Directions for this task. Your task is to quote the records from their first line through the line containing "roundtrip building.json --check", with nothing added or left out.

Extracted material.
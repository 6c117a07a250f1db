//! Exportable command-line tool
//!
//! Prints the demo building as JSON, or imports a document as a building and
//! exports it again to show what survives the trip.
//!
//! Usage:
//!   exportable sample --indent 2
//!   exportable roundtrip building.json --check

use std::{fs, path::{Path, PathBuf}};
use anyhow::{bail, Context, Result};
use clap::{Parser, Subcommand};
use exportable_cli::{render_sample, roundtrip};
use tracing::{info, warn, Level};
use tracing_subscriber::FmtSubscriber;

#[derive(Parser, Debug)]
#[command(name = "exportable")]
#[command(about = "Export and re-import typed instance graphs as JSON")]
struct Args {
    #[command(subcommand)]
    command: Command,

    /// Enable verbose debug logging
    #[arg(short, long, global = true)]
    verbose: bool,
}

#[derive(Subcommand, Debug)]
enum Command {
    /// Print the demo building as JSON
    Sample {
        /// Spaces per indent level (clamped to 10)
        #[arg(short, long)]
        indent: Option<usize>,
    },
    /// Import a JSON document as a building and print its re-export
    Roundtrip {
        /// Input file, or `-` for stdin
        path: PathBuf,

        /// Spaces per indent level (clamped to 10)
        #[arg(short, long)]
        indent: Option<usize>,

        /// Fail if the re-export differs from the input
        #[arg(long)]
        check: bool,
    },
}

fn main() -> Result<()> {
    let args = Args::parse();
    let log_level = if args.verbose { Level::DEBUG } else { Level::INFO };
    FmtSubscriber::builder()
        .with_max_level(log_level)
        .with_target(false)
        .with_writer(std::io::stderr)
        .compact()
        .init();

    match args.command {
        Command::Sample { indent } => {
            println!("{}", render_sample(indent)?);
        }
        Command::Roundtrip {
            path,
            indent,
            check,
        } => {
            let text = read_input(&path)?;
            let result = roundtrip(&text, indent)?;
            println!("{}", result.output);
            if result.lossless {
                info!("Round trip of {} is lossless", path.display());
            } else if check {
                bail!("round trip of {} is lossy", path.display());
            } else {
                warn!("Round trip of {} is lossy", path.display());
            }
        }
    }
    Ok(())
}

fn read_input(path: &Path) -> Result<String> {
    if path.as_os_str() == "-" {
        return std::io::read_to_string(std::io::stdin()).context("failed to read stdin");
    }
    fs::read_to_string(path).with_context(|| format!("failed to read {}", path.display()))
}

Result of this task.
repository 6c117a07a250f1db
//! Exportable command-line tool
//!
//! Prints the demo building as JSON, or imports a document as a building and
//! exports it again to show what survives the trip.
//!
//! Usage:
//!   exportable sample --indent 2
//!   exportable roundtrip building.json --check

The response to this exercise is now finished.